REIMAGINE 2 is the program's largest trial, enrolling roughly 2,700 patients across 30 countries whose type 2 diabetes was inadequately controlled on metformin with or without an SGLT2 inhibitor. This was the first head-to-head comparison of CagriSema against its individual components.

Over 68 weeks, CagriSema 2.4 mg/2.4 mg reduced HbA1c by 1.91% and weight by 14.2%, outperforming semaglutide 2.4 mg (1.75% HbA1c reduction and 10.2% weight reduction) and cagrilintide alone.
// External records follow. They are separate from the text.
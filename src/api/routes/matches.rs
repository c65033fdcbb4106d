use axum::extract::{Path, Query, State};
use axum::Json;
use serde::Deserialize;

use crate::api::state::AppState;
use crate::api::{mask_internal, ApiError, Paginated, Pagination, PaginationMeta};
use crate::store::{InningsDetail, MatchDetail, MatchFilter, MatchSummary, VenueWithCount};

const DEFAULT_LIMIT: u32 = 10;

#[derive(Debug, Deserialize)]
pub struct ListParams {
    pub page: Option<u32>,
    pub limit: Option<u32>,
    pub team_id: Option<i64>,
    pub venue_id: Option<i64>,
}

pub async fn list_matches(
    State(state): State<AppState>,
    Query(params): Query<ListParams>,
) -> Result<Json<Paginated<MatchSummary>>, ApiError> {
    let pagination = Pagination::new(params.page, params.limit, DEFAULT_LIMIT);
    let filter = MatchFilter {
        team_id: params.team_id,
        venue_id: params.venue_id,
    };

    let total = state
        .db
        .count_matches(&filter)
        .map_err(mask_internal("fetch matches"))? as u32;
    let matches = state
        .db
        .list_matches(&filter, pagination.limit, pagination.offset())
        .map_err(mask_internal("fetch matches"))?;

    let mut data = Vec::with_capacity(matches.len());
    for m in matches {
        data.push(
            state
                .db
                .match_summary(m)
                .map_err(mask_internal("fetch matches"))?,
        );
    }

    Ok(Json(Paginated {
        data,
        pagination: PaginationMeta::new(&pagination, total),
    }))
}

pub async fn match_detail(
    State(state): State<AppState>,
    Path(id): Path<i64>,
) -> Result<Json<MatchDetail>, ApiError> {
    let detail = state
        .db
        .match_detail(id)
        .map_err(mask_internal("fetch match"))?
        .ok_or_else(|| ApiError::NotFound("Match not found".to_string()))?;
    Ok(Json(detail))
}

/// The scorecard alone: the match's innings with performances, bowlers
/// ordered by wickets taken.
pub async fn scorecard(
    State(state): State<AppState>,
    Path(id): Path<i64>,
) -> Result<Json<Vec<InningsDetail>>, ApiError> {
    let innings = state
        .db
        .innings_for_match(id)
        .map_err(mask_internal("fetch scorecard"))?;
    if innings.is_empty() {
        return Err(ApiError::NotFound("Scorecard not found".to_string()));
    }

    let mut details = Vec::with_capacity(innings.len());
    for row in innings {
        details.push(
            state
                .db
                .innings_detail(row, true)
                .map_err(mask_internal("fetch scorecard"))?,
        );
    }
    Ok(Json(details))
}

pub async fn list_venues(
    State(state): State<AppState>,
) -> Result<Json<Vec<VenueWithCount>>, ApiError> {
    let venues = state
        .db
        .venues_with_counts()
        .map_err(mask_internal("fetch venues"))?;
    Ok(Json(venues))
}

#[cfg(test)]
mod tests {
    use super::super::teams::tests::{get_json, test_state};
    use crate::api::build_router;
    use crate::models::NewVenue;
    use crate::store::tests::{
        sample_batting, sample_bowling, sample_innings, sample_match, sample_player, sample_team,
    };
    use axum::http::StatusCode;

    /// 2 teams, 1 match, 1 innings with 2 batsmen and 2 bowlers.
    fn seed_one_match(state: &crate::api::state::AppState) -> i64 {
        let db = &state.db;
        let team_a = db.upsert_team(&sample_team(101, "Chennai Super Kings")).unwrap();
        let team_b = db.upsert_team(&sample_team(102, "Mumbai Indians")).unwrap();
        let match_id = db
            .upsert_match(&sample_match(9001, Some(team_a), Some(team_b)))
            .unwrap();
        let innings_id = db.upsert_innings(&sample_innings(1, match_id, 1)).unwrap();

        let bat1 = db.upsert_player(&sample_player(1, "Opener One")).unwrap();
        let bat2 = db.upsert_player(&sample_player(2, "Opener Two")).unwrap();
        let bowl1 = db.upsert_player(&sample_player(3, "Quick One")).unwrap();
        let bowl2 = db.upsert_player(&sample_player(4, "Spinner Two")).unwrap();

        db.upsert_batting_performance(&sample_batting(innings_id, bat1, 50)).unwrap();
        let mut second = sample_batting(innings_id, bat2, 30);
        second.position = 2;
        db.upsert_batting_performance(&second).unwrap();
        db.upsert_bowling_performance(&sample_bowling(innings_id, bowl1, 2)).unwrap();
        db.upsert_bowling_performance(&sample_bowling(innings_id, bowl2, 1)).unwrap();
        match_id
    }

    #[tokio::test]
    async fn test_match_detail_full_scorecard() {
        let state = test_state();
        let match_id = seed_one_match(&state);

        let app = build_router(state);
        let (status, json) = get_json(app, &format!("/api/matches/{match_id}")).await;

        assert_eq!(status, StatusCode::OK);
        let innings = json["innings"].as_array().unwrap();
        assert_eq!(innings.len(), 1);
        assert_eq!(innings[0]["batting_performances"].as_array().unwrap().len(), 2);
        assert_eq!(innings[0]["bowling_performances"].as_array().unwrap().len(), 2);
        assert_eq!(json["team_a"]["title"], "Chennai Super Kings");
    }

    #[tokio::test]
    async fn test_match_detail_not_found() {
        let app = build_router(test_state());
        let (status, json) = get_json(app, "/api/matches/42").await;

        assert_eq!(status, StatusCode::NOT_FOUND);
        assert_eq!(json["message"], "Match not found");
    }

    #[tokio::test]
    async fn test_scorecard_not_found_without_innings() {
        let state = test_state();
        let match_id = state
            .db
            .upsert_match(&sample_match(9001, None, None))
            .unwrap();

        let app = build_router(state);
        let (status, json) = get_json(app, &format!("/api/matches/{match_id}/scorecard")).await;

        assert_eq!(status, StatusCode::NOT_FOUND);
        assert_eq!(json["message"], "Scorecard not found");
    }

    #[tokio::test]
    async fn test_scorecard_orders_bowlers_by_wickets() {
        let state = test_state();
        let match_id = seed_one_match(&state);

        let app = build_router(state);
        let (status, json) = get_json(app, &format!("/api/matches/{match_id}/scorecard")).await;

        assert_eq!(status, StatusCode::OK);
        let bowlers = json[0]["bowling_performances"].as_array().unwrap();
        assert_eq!(bowlers[0]["wickets"], 2);
        assert_eq!(bowlers[1]["wickets"], 1);
    }

    #[tokio::test]
    async fn test_matches_list_with_venue_filter() {
        let state = test_state();
        let venue_id = state
            .db
            .upsert_venue(&NewVenue {
                venue_id: "v1".to_string(),
                name: "Wankhede Stadium".to_string(),
                location: None,
                country: None,
                timezone: None,
            })
            .unwrap();
        let mut at_venue = sample_match(9001, None, None);
        at_venue.venue_id = Some(venue_id);
        state.db.upsert_match(&at_venue).unwrap();
        state.db.upsert_match(&sample_match(9002, None, None)).unwrap();

        let app = build_router(state);
        let (status, json) = get_json(app, &format!("/api/matches?venue_id={venue_id}")).await;

        assert_eq!(status, StatusCode::OK);
        assert_eq!(json["data"].as_array().unwrap().len(), 1);
        assert_eq!(json["data"][0]["venue"]["name"], "Wankhede Stadium");
    }

    #[tokio::test]
    async fn test_venues_list_with_counts() {
        let state = test_state();
        let venue_id = state
            .db
            .upsert_venue(&NewVenue {
                venue_id: "v1".to_string(),
                name: "Eden Gardens".to_string(),
                location: Some("Kolkata".to_string()),
                country: Some("in".to_string()),
                timezone: None,
            })
            .unwrap();
        let mut m = sample_match(9001, None, None);
        m.venue_id = Some(venue_id);
        state.db.upsert_match(&m).unwrap();

        let app = build_router(state);
        let (status, json) = get_json(app, "/api/venues").await;

        assert_eq!(status, StatusCode::OK);
        assert_eq!(json[0]["name"], "Eden Gardens");
        assert_eq!(json[0]["match_count"], 1);
    }
}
At ADA, senior study author Akshay Jain, M.D., clinical and research endocrinologist at Unity Healthcare in British Columbia, reported that 57% of CagriSema 2.4 mg patients achieved a composite of HbA1c at or below 6.5% plus at least 10% weight loss, and nearly one in four reached at least 20% weight reduction.

REIMAGINE 3 tested CagriSema as an add-on to basal insulin in 274 adults with long-standing disease The combination drove HbA1c reductions of more than 2 percentage points and weight loss of up to 12% with no severe hypoglycemia and without increasing insulin doses.

“These findings support a potential new therapeutic tool to effectively improve HbA1c levels well below 7% in such a challenging population of inadequately controlled basal insulin-treated type 2 diabetes with the benefit of substantial weight loss, no increase of hypoglycemia risk, and without having to increase insulin doses,” Julio Rosenstock, M.D., lead author of the study, said. “As we look to provide more solid options for people with type 2 diabetes beyond insulin-based therapies, it’s also important to note the safety and tolerability profile was consistent with previous GLP1-RA trials.”

Gastrointestinal events were the most common adverse events across all three trials, consistent with the GLP-1 RA class; discontinuation rates ranged from roughly 3% to 8.5% in CagriSema arms.

“The era of amylin is here, the future is bright, and we have a lot to look forward to,” Timothy Garvey, MD, of the University of Alabama, Birmingham, commented at the meeting.